Age-dependent mechanical properties of tail tendons in wild-type and mimecan gene-knockout mice - A preliminary study

Abstract

Mimecan, or osteoglycin, belongs to the family of small leucine-rich proteoglycans. In connective tissues mimecan is implicated in the development and maintenance of normal collagen fibrillar organization. Since collagen fibrils are responsible for tissue reinforcement, the absence of mimecan could lead to abnormal tissue mechanical properties. Here, we carried out a preliminary investigation of possible changes in the mechanical properties of tendons in mice lacking a functional mimecan gene, as a function of age. Tail tendons were dissected from mimecan gene knockout (KO) and wild type (WT) mice at ages 1, 4 and 8 months and mechanical properties evaluated using a microtensile testing equipment. Mimecan gene knockout resulted in changes in tendon elasticity- and fracture-related properties. While tendons of WT mice exhibited enhanced mechanical properties with increasing age, this trend was notably attenuated in mimecan KO tendons, with the exception of fracture strain.

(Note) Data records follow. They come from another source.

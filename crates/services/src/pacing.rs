use std::time::Duration;

/// Delay between a correct answer and the next question.
pub const DEFAULT_PACING: Duration = Duration::from_millis(1000);

/// A scheduled "show the next question" action.
///
/// Issued after a correct answer and redeemed with
/// [`QuizService::advance`](crate::QuizService::advance). A ticket only
/// works once, and any reset or earlier advance supersedes it.
#[derive(Debug, Clone, Copy, PartialEq, Eq)]
pub struct PendingAdvance {
    generation: u64,
    delay: Duration,
}

impl PendingAdvance {
    pub(crate) fn new(generation: u64, delay: Duration) -> Self {
        Self { generation, delay }
    }

    pub(crate) fn generation(self) -> u64 {
        self.generation
    }

    #[must_use]
    pub fn delay(self) -> Duration {
        self.delay
    }

    /// Sleep for the pacing delay, then hand the ticket back for redemption.
    pub async fn wait(self) -> Self {
        tokio::time::sleep(self.delay).await;
        self
    }
}
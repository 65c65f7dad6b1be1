//! Versioned JSON envelope for the quiz snapshot.
//!
//! ```json
//! { "schemaVersion": 1, "data": { "progress": [...], "activeCountries": [...] } }
//! ```
//!
//! A blob with another version, or one that does not parse, is discarded and
//! reported as absent. There is no migration path between versions.

use std::sync::Arc;

use capitals_core::model::Snapshot;
use serde::{Deserialize, Serialize};
use thiserror::Error;

use crate::repository::{StateRepository, StorageError};

/// Envelope version understood by this build.
pub const SCHEMA_VERSION: u32 = 1;

/// Namespaced key the quiz state is stored under.
pub const STATE_KEY: &str = "capital-city-guesser:state";

/// Why a stored blob could not be used.
#[derive(Debug, Error, Clone, PartialEq, Eq)]
#[non_exhaustive]
pub enum DecodeError {
    #[error("malformed state blob: {0}")]
    Malformed(String),

    #[error("schema version {found} does not match {expected}")]
    VersionMismatch { found: u32, expected: u32 },
}

#[derive(Serialize)]
#[serde(rename_all = "camelCase")]
struct EnvelopeRef<'a> {
    schema_version: u32,
    data: &'a Snapshot,
}

#[derive(Deserialize)]
#[serde(rename_all = "camelCase")]
struct VersionProbe {
    schema_version: u32,
}

#[derive(Deserialize)]
struct Envelope {
    data: Snapshot,
}

/// Serialize a snapshot into the current envelope format.
///
/// # Errors
///
/// Returns `StorageError::Serialization` if JSON encoding fails.
pub fn encode(snapshot: &Snapshot) -> Result<String, StorageError> {
    serde_json::to_string(&EnvelopeRef {
        schema_version: SCHEMA_VERSION,
        data: snapshot,
    })
    .map_err(|e| StorageError::Serialization(e.to_string()))
}

/// Parse a stored blob, checking the version before the payload.
///
/// # Errors
///
/// Returns `DecodeError` if the blob is unreadable or from another schema version.
pub fn decode(blob: &str) -> Result<Snapshot, DecodeError> {
    let probe: VersionProbe =
        serde_json::from_str(blob).map_err(|e| DecodeError::Malformed(e.to_string()))?;
    if probe.schema_version != SCHEMA_VERSION {
        return Err(DecodeError::VersionMismatch {
            found: probe.schema_version,
            expected: SCHEMA_VERSION,
        });
    }
    let envelope: Envelope =
        serde_json::from_str(blob).map_err(|e| DecodeError::Malformed(e.to_string()))?;
    Ok(envelope.data)
}

/// Reads and writes the quiz snapshot under a single key.
#[derive(Clone)]
pub struct StateStore {
    repo: Arc<dyn StateRepository>,
    key: String,
}

impl StateStore {
    #[must_use]
    pub fn new(repo: Arc<dyn StateRepository>) -> Self {
        Self {
            repo,
            key: STATE_KEY.to_owned(),
        }
    }

    #[must_use]
    pub fn with_key(mut self, key: impl Into<String>) -> Self {
        self.key = key.into();
        self
    }

    #[must_use]
    pub fn key(&self) -> &str {
        &self.key
    }

    /// Load the saved snapshot.
    ///
    /// Unusable blobs are logged and reported as `None`, never as errors.
    ///
    /// # Errors
    ///
    /// Returns `StorageError` only if the backend itself cannot be read.
    pub async fn load(&self) -> Result<Option<Snapshot>, StorageError> {
        let Some(blob) = self.repo.load(&self.key).await? else {
            return Ok(None);
        };
        match decode(&blob) {
            Ok(snapshot) => Ok(Some(snapshot)),
            Err(err) => {
                tracing::warn!(key = %self.key, error = %err, "discarding saved quiz state");
                Ok(None)
            }
        }
    }

    /// Overwrite the stored snapshot.
    ///
    /// # Errors
    ///
    /// Returns `StorageError` if encoding or the write fails.
    pub async fn save(&self, snapshot: &Snapshot) -> Result<(), StorageError> {
        let blob = encode(snapshot)?;
        self.repo.save(&self.key, &blob).await?;
        tracing::debug!(
            key = %self.key,
            progress = snapshot.progress.len(),
            active = snapshot.active_countries.len(),
            "saved quiz state"
        );
        Ok(())
    }
}

#[cfg(test)]
mod tests {
    use super::*;
    use crate::repository::InMemoryRepository;
    use capitals_core::model::{CountryRecord, ProgressEntry};
    use capitals_core::time::fixed_now;

    fn snapshot() -> Snapshot {
        Snapshot {
            progress: vec![
                ProgressEntry {
                    country: "France".into(),
                    points: 4,
                    last_asked_at: Some(fixed_now()),
                },
                ProgressEntry {
                    country: "Peru".into(),
                    points: 0,
                    last_asked_at: None,
                },
            ],
            active_countries: vec![
                CountryRecord::new("France", "Paris"),
                CountryRecord::new("Peru", "Lima"),
            ],
        }
    }

    fn store() -> (InMemoryRepository, StateStore) {
        let repo = InMemoryRepository::new();
        let store = StateStore::new(Arc::new(repo.clone()));
        (repo, store)
    }

    #[test]
    fn envelope_uses_camel_case_fields() {
        let blob = encode(&snapshot()).unwrap();
        let value: serde_json::Value = serde_json::from_str(&blob).unwrap();

        assert_eq!(value["schemaVersion"], 1);
        assert_eq!(value["data"]["activeCountries"][0]["country"], "France");
        assert_eq!(value["data"]["activeCountries"][0]["capital"], "Paris");
        assert_eq!(value["data"]["progress"][0]["points"], 4);
        assert!(value["data"]["progress"][0]["lastAskedTimestamp"].is_string());
    }

    #[test]
    fn other_versions_are_rejected() {
        let blob = r#"{"schemaVersion": 2, "data": {"progress": [], "activeCountries": []}}"#;
        assert_eq!(
            decode(blob).unwrap_err(),
            DecodeError::VersionMismatch {
                found: 2,
                expected: 1
            }
        );
    }

    #[test]
    fn garbage_is_malformed() {
        assert!(matches!(decode("not json"), Err(DecodeError::Malformed(_))));
        assert!(matches!(
            decode(r#"{"schemaVersion": 1, "data": {"progress": "nope"}}"#),
            Err(DecodeError::Malformed(_))
        ));
    }

    #[test]
    fn missing_timestamp_defaults_to_none() {
        let blob = r#"{"schemaVersion":1,"data":{"progress":[{"country":"Chad","points":3}],"activeCountries":[]}}"#;
        let decoded = decode(blob).unwrap();
        assert_eq!(decoded.progress[0].last_asked_at, None);
        assert_eq!(decoded.progress[0].points, 3);
    }

    #[tokio::test]
    async fn save_then_load_round_trips() {
        let (_repo, store) = store();
        store.save(&snapshot()).await.unwrap();
        assert_eq!(store.load().await.unwrap(), Some(snapshot()));
    }

    #[tokio::test]
    async fn absent_state_loads_as_none() {
        let (_repo, store) = store();
        assert_eq!(store.load().await.unwrap(), None);
    }

    #[tokio::test]
    async fn corrupt_or_stale_blob_loads_as_none() {
        let (repo, store) = store();
        repo.save(STATE_KEY, "{{{").await.unwrap();
        assert_eq!(store.load().await.unwrap(), None);

        repo.save(
            STATE_KEY,
            r#"{"schemaVersion":0,"data":{"progress":[],"activeCountries":[]}}"#,
        )
        .await
        .unwrap();
        assert_eq!(store.load().await.unwrap(), None);
    }

    #[tokio::test]
    async fn custom_key_is_isolated() {
        let (repo, store) = store();
        let other = StateStore::new(Arc::new(repo)).with_key("other");
        store.save(&snapshot()).await.unwrap();

        assert_eq!(other.key(), "other");
        assert_eq!(other.load().await.unwrap(), None);
    }
}
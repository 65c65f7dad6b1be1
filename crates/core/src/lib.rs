#![forbid(unsafe_code)]

//! Domain core for the capital-city quiz: reference data, per-country
//! mastery, the active rotation and question selection.
//!
//! Nothing in this crate performs I/O. Randomness and time are injected so
//! every decision can be replayed in tests.

pub mod data;
pub mod engine;
pub mod error;
pub mod model;
pub mod selector;
pub mod time;

pub use engine::{AnswerRecord, GuessReport, QuizEngine};
pub use error::{Error, QuizError};
pub use time::Clock;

When genotype and age were considered as cross factors, the diminution in the mechanical properties of mimecan KO tendons was significant for yield strength, modulus and fracture strength. This effect appeared to affect the mice at 4 month old. These preliminary results suggest that mimecan may have a role in regulating age-dependent mechanical function in mouse tail tendon.

Keywords: Elasticity; Fracture; Mimecan; Osteoglycin; Tendon diameter.